I played baseball for a long time. Every year from pre-k through ninth grade, all four years in China. I loved baseball, even if I was never really good enough to play past Freshman year. I still love it, and I miss playing. I loved being on a team, going to practice, playing catch and pepper with Dad, chewing sunflower seeds and shooting the shit in the dugout. But if I thought about it, I’d have to say that there were precious few times I enjoyed the game while I was in it. In the field or at bat I was too goddamned nervous. Dad used to say that you had to want the ball, to hope it was coming to you ever single play, to see it lined out to you and imagine yourself fielding it, pitched and hitting it. As far as I recall, it didn’t matter how well I was playing on the day. I always sweated it. I remember making a sprinting, diving catch in left to end and inning, and I remember that as soon as I trotted back out there I kept on praying not to see another ball for the rest of my life. It wasn’t until eighth grade that I got comfortable in the box, and that was only because I’d figured out that I could piss pitchers off by being slow as anything and toeing up to the plate, and between the two I could count on getting hit or winging a grounder between the third baseman’s legs a good bit of the time.

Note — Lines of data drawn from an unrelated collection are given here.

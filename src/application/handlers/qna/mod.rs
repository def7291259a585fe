//! Question board command and query handlers.

mod accept_answer;
mod ask_question;
mod browse_articles;
mod cast_vote;
mod get_thread;
mod list_questions;
mod start_discussion;
mod submit_comment;
mod toggle_follow;
mod withdraw_acceptance;

#[cfg(test)]
mod test_support;

pub use accept_answer::{AcceptAnswerCommand, AcceptAnswerHandler, AcceptAnswerResult};
pub use ask_question::{AskQuestionCommand, AskQuestionHandler, AskQuestionResult};
pub use browse_articles::{BrowseArticlesHandler, BrowseArticlesQuery};
pub use cast_vote::{CastVoteCommand, CastVoteHandler, CastVoteResult};
pub use get_thread::{GetThreadHandler, GetThreadQuery};
pub use list_questions::{ListQuestionsHandler, ListQuestionsQuery};
pub use start_discussion::{StartDiscussionHandler, StartDiscussionResult};
pub use submit_comment::{SubmitCommentHandler, SubmitCommentResult};
pub use toggle_follow::{
    ToggleBookmarkCommand, ToggleBookmarkHandler, ToggleFollowCommand, ToggleFollowHandler,
    ToggleFollowResult,
};
pub use withdraw_acceptance::{WithdrawAcceptanceCommand, WithdrawAcceptanceHandler};
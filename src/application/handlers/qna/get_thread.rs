//! GetThreadHandler - Query handler for a question page.

use std::sync::Arc;

use crate::domain::foundation::QuestionId;
use crate::domain::qna::{QnaError, QuestionThread};
use crate::ports::QuestionRepository;

/// Query to open a question page.
#[derive(Debug, Clone)]
pub struct GetThreadQuery {
    pub question_id: QuestionId,
    /// Count this load as a page view.
    pub record_view: bool,
}

/// Handler for loading a question with its answers.
pub struct GetThreadHandler {
    repository: Arc<dyn QuestionRepository>,
}

impl GetThreadHandler {
    pub fn new(repository: Arc<dyn QuestionRepository>) -> Self {
        Self { repository }
    }

    pub async fn handle(&self, query: GetThreadQuery) -> Result<QuestionThread, QnaError> {
        let mut thread = self
            .repository
            .find_thread(&query.question_id)
            .await?
            .ok_or_else(|| QnaError::question_not_found(query.question_id))?;

        if query.record_view {
            thread.question_mut().record_view();
            self.repository.save_thread(&thread).await?;
        }
        Ok(thread)
    }
}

I’m bringing up baseball because it’s more or less the same way I feel about my kids.
I’ve got a group of Ecochavos for myself in the secondary school here (something like junior high, 12-15). I’m the same way about them as I was about baseball. I love having them, seeing them around town, doing the slap-bump that passes for a handshake among young people. I even love working with them when we’ve got a definite project to do.
But when I’m with Chava and he’s monologuing in his indefatigable way, I’m sitting four feet off third again, paying rapt attention and hoping like hell that he doesn’t hit it up the baseline. It’s all the same insecurities that it used to be. Worrying that my Spanish isn’t up to task, that I’m not well enough prepared, that if I fuck up I’m letting the whole team down.

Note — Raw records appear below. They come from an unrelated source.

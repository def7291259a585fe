//! Event bus adapters.

mod in_memory;
mod logging_handler;

pub use in_memory::{InMemoryEventBus, ALL_EVENTS};
pub use logging_handler::LoggingEventHandler;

There’s nothing for to exorcise my anxieties, as far as I can see. I’ve been playing with the same lineup since long before anybody’s supposed to think like Woody Allen talks. In the end I loved baseball and I’m glad that Dad didn’t hold with any of my fucking around and always got me out there. And that he went to all my games, even when some coaches with issues of their own benched me through fifth and sixth grade in Catholic school. I don’t know if that means the things that make me the most nervous also make me the most happy. The thesis checks out for girls and dancing. Ditto, so far, the Peace Corps.
Ten steps from buying a skydive ticket on a dirty sidestreet in Prague, I decided that if I managed to do some cool stuff, I’d probably have made some kind of life, even if I went bug eyed and slippery palmed along the way. So far, maybe, so good.